Friday, May 04, 2007

Head Start Gets Started

The Democratic-controlled U.S. House of Representatives has approved an expansion of the Head Start program while igniting a controversy over whether or not service providers may be hired/fired on religious grounds:
WASHINGTON (AP) -- The House approved more money for the popular Head Start program Wednesday after rejecting a GOP-led attempt to allow religious groups participating in the program to hire and fire staffers based on religious grounds.

The bill, passed 365-48, approves $7.4 billion in spending in fiscal 2008 for the 42-year-old program that helps low-income children prepare for school, up from $6.9 billion in the current year.

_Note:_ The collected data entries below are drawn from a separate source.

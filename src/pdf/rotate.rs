/// Page rotation
///
/// Rotation rewrites each page's `/Rotate` entry with lopdf and saves a copy;
/// the source document is never modified.

use lopdf::{Document, Object, ObjectId};
use std::path::{Path, PathBuf};
use tracing::info;

use crate::error::Result;

/// Degrees added to every page per rotation
pub const ROTATION_STEP: i64 = 90;

/// Sibling path for a rotated copy: `/x/doc.pdf` -> `/x/doc_rotated.pdf`
pub fn rotated_path(source: &Path) -> PathBuf {
    let stem = source
        .file_stem()
        .map(|stem| stem.to_string_lossy().to_string())
        .unwrap_or_default();
    source.with_file_name(format!("{}_rotated.pdf", stem))
}

/// Rotate every page of `source` by 90 degrees clockwise and save to `destination`.
/// Returns the number of pages rotated.
pub fn rotate_pages(source: &Path, destination: &Path) -> Result<usize> {
    let mut doc = Document::load(source)?;
    let pages: Vec<ObjectId> = doc.get_pages().into_values().collect();

    for &page_id in &pages {
        let rotation = (page_rotation(&doc, page_id) + ROTATION_STEP).rem_euclid(360);
        if let Ok(Object::Dictionary(page)) = doc.get_object_mut(page_id) {
            page.set("Rotate", Object::Integer(rotation));
        }
    }

    doc.save(destination)?;
    info!(
        "🔄 Rotated {} pages of {} into {}",
        pages.len(),
        source.display(),
        destination.display()
    );
    Ok(pages.len())
}

/// Effective `/Rotate` of a page in `0..360`, including values inherited
/// from ancestor page-tree nodes
pub fn page_rotation(doc: &Document, page_id: ObjectId) -> i64 {
    let mut current = Some(page_id);
    // Bounded walk in case of a cyclic /Parent chain
    for _ in 0..64 {
        let Some(id) = current else { break };
        let Ok(Object::Dictionary(dict)) = doc.get_object(id) else { break };

        if let Ok(rotate) = dict.get(b"Rotate").and_then(Object::as_i64) {
            return rotate.rem_euclid(360);
        }

        current = match dict.get(b"Parent") {
            Ok(Object::Reference(parent)) => Some(*parent),
            _ => None,
        };
    }
    0
}

#[cfg(test)]
pub(crate) mod tests {
    use super::*;
    use lopdf::dictionary;

    /// Write a PDF whose pages carry the given `/Rotate` values (`None` = no entry)
    pub(crate) fn write_pdf(path: &Path, rotations: &[Option<i64>]) {
        write_pdf_with_tree_rotation(path, rotations, None);
    }

    pub(crate) fn write_pdf_with_tree_rotation(
        path: &Path,
        rotations: &[Option<i64>],
        tree_rotation: Option<i64>,
    ) {
        let mut doc = Document::with_version("1.5");
        let pages_id = doc.new_object_id();

        let mut kids = Vec::new();
        for rotation in rotations {
            let mut page = dictionary! {
                "Type" => "Page",
                "Parent" => pages_id,
                "MediaBox" => vec![0.into(), 0.into(), 612.into(), 792.into()],
            };
            if let Some(rotation) = rotation {
                page.set("Rotate", Object::Integer(*rotation));
            }
            kids.push(Object::Reference(doc.add_object(page)));
        }

        let mut pages = dictionary! {
            "Type" => "Pages",
            "Count" => kids.len() as i64,
            "Kids" => kids,
        };
        if let Some(rotation) = tree_rotation {
            pages.set("Rotate", Object::Integer(rotation));
        }
        doc.objects.insert(pages_id, Object::Dictionary(pages));

        let catalog_id = doc.add_object(dictionary! {
            "Type" => "Catalog",
            "Pages" => pages_id,
        });
        doc.trailer.set("Root", catalog_id);
        doc.save(path).unwrap();
    }

    pub(crate) fn read_rotations(path: &Path) -> Vec<i64> {
        let doc = Document::load(path).unwrap();
        doc.get_pages()
            .into_values()
            .map(|page_id| page_rotation(&doc, page_id))
            .collect()
    }

    #[test]
    fn test_rotated_path() {
        assert_eq!(rotated_path(Path::new("/x/doc.pdf")), PathBuf::from("/x/doc_rotated.pdf"));
        assert_eq!(
            rotated_path(Path::new("/x/doc_rotated.pdf")),
            PathBuf::from("/x/doc_rotated_rotated.pdf")
        );
        assert_eq!(rotated_path(Path::new("/x/SCAN.PDF")), PathBuf::from("/x/SCAN_rotated.pdf"));
    }

    #[test]
    fn test_rotated_path_only_touches_file_name() {
        assert_eq!(
            rotated_path(Path::new("/backup.pdf.d/a.pdf")),
            PathBuf::from("/backup.pdf.d/a_rotated.pdf")
        );
    }

    #[test]
    fn test_rotate_adds_ninety_and_wraps() {
        let dir = tempfile::tempdir().unwrap();
        let source = dir.path().join("doc.pdf");
        let destination = rotated_path(&source);
        write_pdf(&source, &[None, Some(90), Some(270), Some(-90)]);

        let rotated = rotate_pages(&source, &destination).unwrap();

        assert_eq!(rotated, 4);
        assert_eq!(read_rotations(&destination), vec![90, 180, 0, 0]);
        // Source untouched
        assert_eq!(read_rotations(&source), vec![0, 90, 270, 270]);
    }

    #[test]
    fn test_rotate_respects_inherited_rotation() {
        let dir = tempfile::tempdir().unwrap();
        let source = dir.path().join("inherited.pdf");
        let destination = dir.path().join("out.pdf");
        write_pdf_with_tree_rotation(&source, &[None, Some(0)], Some(180));

        rotate_pages(&source, &destination).unwrap();

        assert_eq!(read_rotations(&destination), vec![270, 90]);
    }

    #[test]
    fn test_rotate_missing_file_fails() {
        let dir = tempfile::tempdir().unwrap();
        let source = dir.path().join("missing.pdf");
        assert!(rotate_pages(&source, &rotated_path(&source)).is_err());
    }
}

It increases enrollment, now about 900,000 children aged 3 to 5, boosts teacher and staff salaries and expands services for homeless, migrant and non-English-speaking children.

"Head Start has served our most vulnerable children and families well for 42 years, and more recently, Early Head Start has done the same for infants and toddlers," said Rep. Dale Kildee, D-Michigan, a chief sponsor. "Head Start works, and this bill will make it work even better."

Before the final vote, Democrats voted down the Republican proposal to change a 1972 Head Start law in order to allow religious groups to take religion into account in hiring. Democrats said that amounted to sanctioning religious discrimination among groups receiving federal money.

Instead, Democrats pushed through an amendment, offered by Rep. Heath Shuler, D-North Carolina, and several other moderate Democratic freshmen, that confirms the rights of religious groups to participate in Head Start programs on the same basis of other organizations.

If the Senate, now considering a similar bill, and the House come to agreement, it would be the first congressional action on the education, nutrition and health program since the last reauthorization bill expired in 2003. Since then, Congress has voted on money for the program but has been unable to make substantive changes in it.

The White House said it cannot support the bill because of the religion issue and several other provisions, including one to terminate a system of measuring the progress of Head Start children.
Get more over there.

For the record, we like Head Start.

Having said that, we also think that there should be some way to objectively measure the effectiveness of the program.

But how can that be done without giving pre-kindergarten age kids some sort of standardized tests?
See our latest entries.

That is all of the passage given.